An enraged mob torched at least 24 Churches and 80 houses of Christian members in August last year over allegations of Quran desecration. Over 200 Muslims were arrested but none of them have been convicted so far, instead 188 of them were released on bail or lack of evidence.

Pakistan blasphemy: A court in Pakistan has sentenced a Christian man to the death penalty over an alleged "blasphemous post" on social media that triggered a mob attack, which burned dozens of Churches and houses of Christian members in Punjab's Faisalabad district in August last year, underscoring once again how blasphemy laws in the country are used to target minorities. The Christian man has been accused of insulting the sentiments of Muslims.

Notably, an enraged mob torched at least 24 churches and over 80 houses belonging to Christians in the Jaranwala tehsil of Faisalabad district last year over reports that two members of the community had allegedly desecrated the Holy Quran. Following the incident, over 200 Muslims were arrested but none of them have been convicted so far.

Instead, 188 of those convicted have been released by the courts either on lack of evidence against them or on bail.
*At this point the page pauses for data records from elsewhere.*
//! Sparse multivariate polynomials over Q.
//!
//! A monomial is its exponent vector with trailing zeros removed, so
//! polynomials never need to declare how many variables they use: `x_3` and
//! `1` can be multiplied without padding either side first.

use std::collections::BTreeMap;
use std::fmt;
use std::ops::{Add, Mul, Neg, Sub};

use num_traits::{One, Zero};

use super::rational::{power, Rational};
use super::{format_term, join_terms, Coefficient};

/// Exponent vector of a monomial, without trailing zeros.
pub type Monomial = Vec<u32>;

/// A polynomial in `x_0, x_1, …` with rational coefficients.
#[derive(Clone, Debug, Default, PartialEq, Eq, Hash)]
pub struct Polynomial {
    terms: BTreeMap<Monomial, Rational>,
}

fn trim(mut exponents: Monomial) -> Monomial {
    while exponents.last() == Some(&0) {
        exponents.pop();
    }
    exponents
}

fn degree(monomial: &[u32]) -> u32 {
    monomial.iter().sum()
}

fn multiply_monomials(a: &[u32], b: &[u32]) -> Monomial {
    let len = a.len().max(b.len());
    (0..len)
        .map(|i| a.get(i).copied().unwrap_or(0) + b.get(i).copied().unwrap_or(0))
        .collect()
}

impl Polynomial {
    /// The constant polynomial `c`.
    #[must_use]
    pub fn constant(c: Rational) -> Self {
        Self::from_term(Vec::new(), c)
    }

    /// The variable `x_index`.
    #[must_use]
    pub fn variable(index: usize) -> Self {
        let mut exponents = vec![0; index + 1];
        exponents[index] = 1;
        Self::from_term(exponents, Rational::one())
    }

    /// A single term `coeff * x^exponents`.
    #[must_use]
    pub fn from_term(exponents: Monomial, coeff: Rational) -> Self {
        let mut terms = BTreeMap::new();
        if !coeff.is_zero() {
            terms.insert(trim(exponents), coeff);
        }
        Self { terms }
    }

    /// The linear form `Σ coeffs[i] x_i`.
    #[must_use]
    pub fn linear_form(coeffs: &[Rational]) -> Self {
        let mut out = Self::zero();
        for (i, c) in coeffs.iter().enumerate() {
            if !c.is_zero() {
                let mut exponents = vec![0; i + 1];
                exponents[i] = 1;
                out.terms.insert(exponents, c.clone());
            }
        }
        out
    }

    /// Iterates over `(exponents, coefficient)` pairs.
    pub fn terms(&self) -> impl Iterator<Item = (&Monomial, &Rational)> {
        self.terms.iter()
    }

    /// Number of nonzero terms.
    #[must_use]
    pub fn term_count(&self) -> usize {
        self.terms.len()
    }

    /// Coefficient of `x^exponents`.
    #[must_use]
    pub fn coefficient(&self, exponents: &[u32]) -> Rational {
        self.terms
            .get(&trim(exponents.to_vec()))
            .cloned()
            .unwrap_or_else(Rational::zero)
    }

    /// Largest total degree of a term, or `None` for the zero polynomial.
    #[must_use]
    pub fn total_degree(&self) -> Option<u32> {
        self.terms.keys().map(|m| degree(m)).max()
    }

    /// The terms of total degree exactly `d`.
    #[must_use]
    pub fn homogeneous_part(&self, d: u32) -> Self {
        self.filter_terms(|m| degree(m) == d)
    }

    /// The terms of total degree at most `max_degree`.
    #[must_use]
    pub fn truncated(&self, max_degree: u32) -> Self {
        self.filter_terms(|m| degree(m) <= max_degree)
    }

    fn filter_terms(&self, keep: impl Fn(&[u32]) -> bool) -> Self {
        Self {
            terms: self
                .terms
                .iter()
                .filter(|(m, _)| keep(m))
                .map(|(m, c)| (m.clone(), c.clone()))
                .collect(),
        }
    }

    fn accumulate(&mut self, monomial: Monomial, coeff: Rational) {
        if coeff.is_zero() {
            return;
        }
        match self.terms.remove(&monomial) {
            Some(existing) => {
                let sum = existing + coeff;
                if !sum.is_zero() {
                    self.terms.insert(monomial, sum);
                }
            }
            None => {
                self.terms.insert(monomial, coeff);
            }
        }
    }

    /// The product, dropping every term of total degree above `max_degree`.
    #[must_use]
    pub fn mul_truncated(&self, other: &Self, max_degree: u32) -> Self {
        let mut out = Self::zero();
        for (ma, ca) in &self.terms {
            let da = degree(ma);
            if da > max_degree {
                continue;
            }
            for (mb, cb) in &other.terms {
                if da + degree(mb) <= max_degree {
                    out.accumulate(multiply_monomials(ma, mb), ca * cb);
                }
            }
        }
        out
    }

    /// `self^exp`.
    #[must_use]
    pub fn pow(&self, exp: u32) -> Self {
        (0..exp).fold(Self::one(), |acc, _| &acc * self)
    }

    /// Evaluates at `point`; variables past the end of `point` are zero.
    #[must_use]
    pub fn evaluate(&self, point: &[Rational]) -> Rational {
        let mut total = Rational::zero();
        'terms: for (monomial, coeff) in &self.terms {
            let mut value = coeff.clone();
            for (i, &e) in monomial.iter().enumerate() {
                if e == 0 {
                    continue;
                }
                match point.get(i) {
                    Some(x) => value *= power(x, e),
                    None => continue 'terms,
                }
            }
            total += value;
        }
        total
    }

    /// Applies the linear functional sending each monomial to `f(monomial)`.
    pub fn apply_linear(&self, mut f: impl FnMut(&Monomial) -> Rational) -> Rational {
        self.terms
            .iter()
            .fold(Rational::zero(), |acc, (m, c)| acc + c * f(m))
    }

    /// Formats the polynomial with custom variable names.
    ///
    /// Terms are listed by decreasing total degree.
    pub fn format_with(&self, name: impl Fn(usize) -> String) -> String {
        let mut ordered: Vec<(&Monomial, &Rational)> = self.terms.iter().collect();
        ordered.sort_by(|(a, _), (b, _)| degree(b).cmp(&degree(a)).then_with(|| b.cmp(a)));
        let rendered: Vec<String> = ordered
            .into_iter()
            .map(|(monomial, coeff)| {
                let factors: Vec<String> = monomial
                    .iter()
                    .enumerate()
                    .filter(|(_, e)| **e > 0)
                    .map(|(i, &e)| {
                        if e == 1 {
                            name(i)
                        } else {
                            format!("{}^{e}", name(i))
                        }
                    })
                    .collect();
                format_term(&coeff.to_string(), &factors.join("*"))
            })
            .collect();
        join_terms(&rendered)
    }
}

impl fmt::Display for Polynomial {
    fn fmt(&self, f: &mut fmt::Formatter<'_>) -> fmt::Result {
        f.write_str(&self.format_with(|i| format!("x{i}")))
    }
}

impl Zero for Polynomial {
    fn zero() -> Self {
        Self::default()
    }

    fn is_zero(&self) -> bool {
        self.terms.is_empty()
    }
}

impl One for Polynomial {
    fn one() -> Self {
        Self::constant(Rational::one())
    }
}

impl Coefficient for Polynomial {
    fn scale(&self, factor: &Rational) -> Self {
        if factor.is_zero() {
            return Self::zero();
        }
        Self {
            terms: self
                .terms
                .iter()
                .map(|(m, c)| (m.clone(), c * factor))
                .collect(),
        }
    }

    fn try_inverse(&self) -> Option<Self> {
        match self.terms.iter().next() {
            Some((m, c)) if self.terms.len() == 1 && m.is_empty() => {
                Some(Self::constant(c.recip()))
            }
            _ => None,
        }
    }
}

impl<'a> Add<&'a Polynomial> for &'a Polynomial {
    type Output = Polynomial;

    fn add(self, rhs: &'a Polynomial) -> Polynomial {
        let mut out = self.clone();
        for (m, c) in &rhs.terms {
            out.accumulate(m.clone(), c.clone());
        }
        out
    }
}

impl<'a> Sub<&'a Polynomial> for &'a Polynomial {
    type Output = Polynomial;

    fn sub(self, rhs: &'a Polynomial) -> Polynomial {
        let mut out = self.clone();
        for (m, c) in &rhs.terms {
            out.accumulate(m.clone(), -c.clone());
        }
        out
    }
}

impl<'a> Mul<&'a Polynomial> for &'a Polynomial {
    type Output = Polynomial;

    fn mul(self, rhs: &'a Polynomial) -> Polynomial {
        let mut out = Polynomial::zero();
        for (ma, ca) in &self.terms {
            for (mb, cb) in &rhs.terms {
                out.accumulate(multiply_monomials(ma, mb), ca * cb);
            }
        }
        out
    }
}

macro_rules! forward_owned_binop {
    ($imp:ident, $method:ident) => {
        impl $imp<Polynomial> for Polynomial {
            type Output = Polynomial;

            fn $method(self, rhs: Polynomial) -> Polynomial {
                $imp::$method(&self, &rhs)
            }
        }

        impl<'a> $imp<&'a Polynomial> for Polynomial {
            type Output = Polynomial;

            fn $method(self, rhs: &'a Polynomial) -> Polynomial {
                $imp::$method(&self, rhs)
            }
        }
    };
}

forward_owned_binop!(Add, add);
forward_owned_binop!(Sub, sub);
forward_owned_binop!(Mul, mul);

impl Neg for Polynomial {
    type Output = Polynomial;

    fn neg(self) -> Polynomial {
        Polynomial {
            terms: self.terms.into_iter().map(|(m, c)| (m, -c)).collect(),
        }
    }
}

impl Neg for &Polynomial {
    type Output = Polynomial;

    fn neg(self) -> Polynomial {
        -self.clone()
    }
}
The death sentence against Ahsan Raja Masih, accused of the blasphemous post, was announced by Anti-Terrorism Court Special Judge (Sahiwal) Ziaullah Khan on Saturday. Masih was also handed an imprisonment of 22 years and a fine of Rs 1 million under various sections of the Pakistan Penal Code (PPC), the Anti-Terrorism Act (ATA), and the Prevention of Electronic Crimes Act (PECA).

'Hurt sentiments of Muslims': Pakistan court


Masih had allegedly shared "blasphemous content" on TikTok and hurt the sentiments of Muslims. This was in stark contrast to the tall claims made by the Pakistan government, who said not a single suspect involved in burning down churches and Christian houses would be spared. The Islamabad police had also formed a 'Minority Protection Unit' comprising 70 policemen to safeguard minority places of worship and communities.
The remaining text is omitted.